▸ **EXERCISE DETAILS**: Would you return the complete listing below word for word?

################

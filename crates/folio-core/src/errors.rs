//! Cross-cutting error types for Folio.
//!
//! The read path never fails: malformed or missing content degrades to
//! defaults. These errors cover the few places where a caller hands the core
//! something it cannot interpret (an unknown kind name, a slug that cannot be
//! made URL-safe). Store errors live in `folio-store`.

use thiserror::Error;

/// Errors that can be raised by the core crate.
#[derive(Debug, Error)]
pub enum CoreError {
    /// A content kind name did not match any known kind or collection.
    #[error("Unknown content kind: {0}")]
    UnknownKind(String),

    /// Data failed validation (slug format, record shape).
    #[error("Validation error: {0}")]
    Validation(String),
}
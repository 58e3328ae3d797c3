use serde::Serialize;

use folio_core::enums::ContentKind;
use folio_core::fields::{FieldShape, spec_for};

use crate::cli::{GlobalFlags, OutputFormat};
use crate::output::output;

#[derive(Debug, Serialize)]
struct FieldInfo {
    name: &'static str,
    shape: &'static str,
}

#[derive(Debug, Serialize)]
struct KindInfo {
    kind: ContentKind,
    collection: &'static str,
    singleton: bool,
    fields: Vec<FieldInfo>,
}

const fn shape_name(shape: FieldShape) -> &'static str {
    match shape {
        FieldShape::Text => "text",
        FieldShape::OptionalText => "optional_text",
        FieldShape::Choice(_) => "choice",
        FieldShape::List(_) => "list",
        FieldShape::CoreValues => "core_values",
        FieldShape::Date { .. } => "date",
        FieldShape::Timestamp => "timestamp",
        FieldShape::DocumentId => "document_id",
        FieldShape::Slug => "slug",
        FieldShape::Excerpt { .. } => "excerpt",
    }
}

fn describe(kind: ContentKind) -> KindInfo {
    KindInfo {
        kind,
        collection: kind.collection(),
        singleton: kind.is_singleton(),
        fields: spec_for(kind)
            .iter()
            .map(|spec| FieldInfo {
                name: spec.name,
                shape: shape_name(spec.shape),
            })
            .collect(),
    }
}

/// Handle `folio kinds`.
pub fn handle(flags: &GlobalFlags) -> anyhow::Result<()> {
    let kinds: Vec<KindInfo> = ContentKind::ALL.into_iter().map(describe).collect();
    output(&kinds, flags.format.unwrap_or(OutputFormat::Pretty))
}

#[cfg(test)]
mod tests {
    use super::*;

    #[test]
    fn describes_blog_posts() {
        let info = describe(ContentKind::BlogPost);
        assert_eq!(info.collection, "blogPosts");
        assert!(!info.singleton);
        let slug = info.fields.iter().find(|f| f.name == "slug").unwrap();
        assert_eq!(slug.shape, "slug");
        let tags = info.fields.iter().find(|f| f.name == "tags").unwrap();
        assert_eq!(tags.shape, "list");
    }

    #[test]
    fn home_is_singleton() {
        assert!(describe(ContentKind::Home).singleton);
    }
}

################

▸ **TASK SOLUTION**:
filename crates/folio-core/src/errors.rs
//! Cross-cutting error types for Folio.
//!
//! The read path never fails: malformed or missing content degrades to
//! defaults. These errors cover the few places where a caller hands the core
//! something it cannot interpret (an unknown kind name, a slug that cannot be
//! made URL-safe). Store errors live in `folio-store`.

use thiserror::Error;

/// Errors that can be raised by the core crate.
#[derive(Debug, Error)]
pub enum CoreError {
    /// A content kind name did not match any known kind or collection.
    #[error("Unknown content kind: {0}")]
    UnknownKind(String),

    /// Data failed validation (slug format, record shape).
    #[error("Validation error: {0}")]
    Validation(String),
}
repository 58e3328ae3d797c3
use serde::Serialize;

use folio_core::enums::ContentKind;
use folio_core::fields::{FieldShape, spec_for};

use crate::cli::{GlobalFlags, OutputFormat};
use crate::output::output;

#[derive(Debug, Serialize)]
struct FieldInfo {
    name: &'static str,
    shape: &'static str,
}

#[derive(Debug, Serialize)]
struct KindInfo {
    kind: ContentKind,
    collection: &'static str,
    singleton: bool,
    fields: Vec<FieldInfo>,
}

const fn shape_name(shape: FieldShape) -> &'static str {
    match shape {
        FieldShape::Text => "text",
        FieldShape::OptionalText => "optional_text",
        FieldShape::Choice(_) => "choice",
        FieldShape::List(_) => "list",
        FieldShape::CoreValues => "core_values",
        FieldShape::Date { .. } => "date",
        FieldShape::Timestamp => "timestamp",
        FieldShape::DocumentId => "document_id",
        FieldShape::Slug => "slug",
        FieldShape::Excerpt { .. } => "excerpt",
    }
}

fn describe(kind: ContentKind) -> KindInfo {
    KindInfo {
        kind,
        collection: kind.collection(),
        singleton: kind.is_singleton(),
        fields: spec_for(kind)
            .iter()
            .map(|spec| FieldInfo {
                name: spec.name,
                shape: shape_name(spec.shape),
            })
            .collect(),
    }
}

/// Handle `folio kinds`.
pub fn handle(flags: &GlobalFlags) -> anyhow::Result<()> {
    let kinds: Vec<KindInfo> = ContentKind::ALL.into_iter().map(describe).collect();
    output(&kinds, flags.format.unwrap_or(OutputFormat::Pretty))
}

#[cfg(test)]
mod tests {
    use super::*;

    #[test]
    fn describes_blog_posts() {
        let info = describe(ContentKind::BlogPost);
        assert_eq!(info.collection, "blogPosts");
        assert!(!info.singleton);
        let slug = info.fields.iter().find(|f| f.name == "slug").unwrap();
        assert_eq!(slug.shape, "slug");
        let tags = info.fields.iter().find(|f| f.name == "tags").unwrap();
        assert_eq!(tags.shape, "list");
    }

    #[test]
    fn home_is_singleton() {
        assert!(describe(ContentKind::Home).singleton);
    }
}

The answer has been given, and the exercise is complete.